What to do: Among the lines below, some may hold the word "derive"; state how many do, giving only the number.
>>>
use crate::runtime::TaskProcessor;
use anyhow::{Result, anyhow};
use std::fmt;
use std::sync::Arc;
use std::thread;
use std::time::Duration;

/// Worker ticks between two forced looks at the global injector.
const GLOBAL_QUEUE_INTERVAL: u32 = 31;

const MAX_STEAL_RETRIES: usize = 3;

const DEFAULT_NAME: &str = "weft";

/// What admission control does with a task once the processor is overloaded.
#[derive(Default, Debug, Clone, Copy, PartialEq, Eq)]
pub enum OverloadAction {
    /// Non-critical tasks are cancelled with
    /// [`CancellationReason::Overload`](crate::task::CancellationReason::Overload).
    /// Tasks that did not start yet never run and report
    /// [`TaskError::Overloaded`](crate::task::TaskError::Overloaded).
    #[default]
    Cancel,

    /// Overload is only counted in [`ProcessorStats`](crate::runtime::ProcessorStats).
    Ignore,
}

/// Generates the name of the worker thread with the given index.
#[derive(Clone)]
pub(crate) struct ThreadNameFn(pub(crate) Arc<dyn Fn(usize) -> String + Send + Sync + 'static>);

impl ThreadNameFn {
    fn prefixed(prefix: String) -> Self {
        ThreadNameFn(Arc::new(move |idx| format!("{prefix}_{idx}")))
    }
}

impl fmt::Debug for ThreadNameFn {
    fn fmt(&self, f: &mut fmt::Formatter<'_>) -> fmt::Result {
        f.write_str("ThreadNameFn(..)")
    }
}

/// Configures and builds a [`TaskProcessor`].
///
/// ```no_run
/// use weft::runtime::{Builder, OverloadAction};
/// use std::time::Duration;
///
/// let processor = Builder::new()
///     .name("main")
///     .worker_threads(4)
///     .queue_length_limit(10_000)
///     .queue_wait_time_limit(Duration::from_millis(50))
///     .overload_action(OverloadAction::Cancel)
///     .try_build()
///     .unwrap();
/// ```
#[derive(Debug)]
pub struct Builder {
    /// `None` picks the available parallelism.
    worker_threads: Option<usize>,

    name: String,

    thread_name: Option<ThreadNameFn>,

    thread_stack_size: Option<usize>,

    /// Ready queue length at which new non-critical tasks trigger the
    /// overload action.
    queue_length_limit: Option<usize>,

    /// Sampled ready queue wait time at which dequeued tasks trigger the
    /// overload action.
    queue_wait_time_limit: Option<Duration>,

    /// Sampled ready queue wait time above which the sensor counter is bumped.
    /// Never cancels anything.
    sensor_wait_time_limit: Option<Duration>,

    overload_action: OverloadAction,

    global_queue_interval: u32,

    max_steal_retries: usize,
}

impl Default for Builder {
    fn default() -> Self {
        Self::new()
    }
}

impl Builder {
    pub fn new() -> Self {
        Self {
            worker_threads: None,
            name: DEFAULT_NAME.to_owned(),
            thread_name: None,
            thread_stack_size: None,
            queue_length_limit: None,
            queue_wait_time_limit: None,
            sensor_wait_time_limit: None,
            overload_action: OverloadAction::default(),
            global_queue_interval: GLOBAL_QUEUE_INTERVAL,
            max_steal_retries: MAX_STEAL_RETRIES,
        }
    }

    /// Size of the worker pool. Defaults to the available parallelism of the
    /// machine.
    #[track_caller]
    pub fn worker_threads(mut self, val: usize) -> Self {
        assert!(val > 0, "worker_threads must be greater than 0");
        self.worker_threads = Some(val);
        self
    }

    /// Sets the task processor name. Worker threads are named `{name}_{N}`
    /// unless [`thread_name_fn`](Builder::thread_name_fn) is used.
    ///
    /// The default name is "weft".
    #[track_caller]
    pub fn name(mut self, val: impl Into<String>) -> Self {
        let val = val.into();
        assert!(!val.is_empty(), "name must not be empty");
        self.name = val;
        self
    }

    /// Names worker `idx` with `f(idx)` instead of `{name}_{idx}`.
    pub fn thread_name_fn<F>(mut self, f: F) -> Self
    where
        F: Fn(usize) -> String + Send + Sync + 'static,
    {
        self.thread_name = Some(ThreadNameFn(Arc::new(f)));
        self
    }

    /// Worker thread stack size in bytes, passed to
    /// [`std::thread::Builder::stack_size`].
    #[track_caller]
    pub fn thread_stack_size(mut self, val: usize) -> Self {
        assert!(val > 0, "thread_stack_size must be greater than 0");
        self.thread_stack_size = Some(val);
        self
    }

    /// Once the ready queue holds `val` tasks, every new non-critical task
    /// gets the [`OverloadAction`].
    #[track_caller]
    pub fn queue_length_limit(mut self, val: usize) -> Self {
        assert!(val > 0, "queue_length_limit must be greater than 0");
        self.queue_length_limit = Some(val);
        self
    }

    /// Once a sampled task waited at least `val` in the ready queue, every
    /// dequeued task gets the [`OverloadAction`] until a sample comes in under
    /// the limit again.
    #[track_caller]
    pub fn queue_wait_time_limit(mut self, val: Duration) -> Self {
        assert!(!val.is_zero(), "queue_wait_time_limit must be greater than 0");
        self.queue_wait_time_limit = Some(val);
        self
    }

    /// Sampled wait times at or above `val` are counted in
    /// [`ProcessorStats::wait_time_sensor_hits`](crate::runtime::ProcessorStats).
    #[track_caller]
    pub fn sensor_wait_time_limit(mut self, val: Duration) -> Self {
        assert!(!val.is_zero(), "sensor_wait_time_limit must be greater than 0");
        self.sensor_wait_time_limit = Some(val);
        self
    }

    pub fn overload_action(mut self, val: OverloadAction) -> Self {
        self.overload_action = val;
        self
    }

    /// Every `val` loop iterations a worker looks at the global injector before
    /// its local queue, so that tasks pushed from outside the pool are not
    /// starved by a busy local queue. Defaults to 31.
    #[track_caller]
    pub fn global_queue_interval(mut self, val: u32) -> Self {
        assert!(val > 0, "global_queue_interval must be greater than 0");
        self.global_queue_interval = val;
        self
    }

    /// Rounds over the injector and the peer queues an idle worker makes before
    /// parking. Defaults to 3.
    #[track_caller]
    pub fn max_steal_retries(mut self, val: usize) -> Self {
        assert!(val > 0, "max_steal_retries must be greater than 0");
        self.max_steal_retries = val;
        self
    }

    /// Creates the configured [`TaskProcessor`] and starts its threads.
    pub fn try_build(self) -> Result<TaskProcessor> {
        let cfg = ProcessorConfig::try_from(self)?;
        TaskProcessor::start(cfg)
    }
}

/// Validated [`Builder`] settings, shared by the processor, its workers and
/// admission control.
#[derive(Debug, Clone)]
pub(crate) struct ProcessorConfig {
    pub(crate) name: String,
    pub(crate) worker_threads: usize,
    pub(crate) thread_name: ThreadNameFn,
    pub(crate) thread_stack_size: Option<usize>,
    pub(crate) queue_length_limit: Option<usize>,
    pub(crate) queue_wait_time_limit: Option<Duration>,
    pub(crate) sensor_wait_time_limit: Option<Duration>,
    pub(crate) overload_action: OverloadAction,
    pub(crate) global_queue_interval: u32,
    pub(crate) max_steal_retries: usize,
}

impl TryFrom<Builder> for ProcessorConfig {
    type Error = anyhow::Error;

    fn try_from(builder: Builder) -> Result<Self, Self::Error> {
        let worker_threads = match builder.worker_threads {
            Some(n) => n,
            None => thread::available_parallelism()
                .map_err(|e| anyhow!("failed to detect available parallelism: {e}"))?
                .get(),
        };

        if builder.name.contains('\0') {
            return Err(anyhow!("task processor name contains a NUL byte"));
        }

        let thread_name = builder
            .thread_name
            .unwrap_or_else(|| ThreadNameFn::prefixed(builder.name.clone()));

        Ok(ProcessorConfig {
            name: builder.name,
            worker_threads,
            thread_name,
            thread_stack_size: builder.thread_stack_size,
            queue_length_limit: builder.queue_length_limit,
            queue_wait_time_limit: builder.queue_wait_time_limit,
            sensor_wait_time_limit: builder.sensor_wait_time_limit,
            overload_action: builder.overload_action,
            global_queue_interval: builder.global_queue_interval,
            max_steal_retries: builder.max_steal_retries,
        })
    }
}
<<<
Exercise solution: 4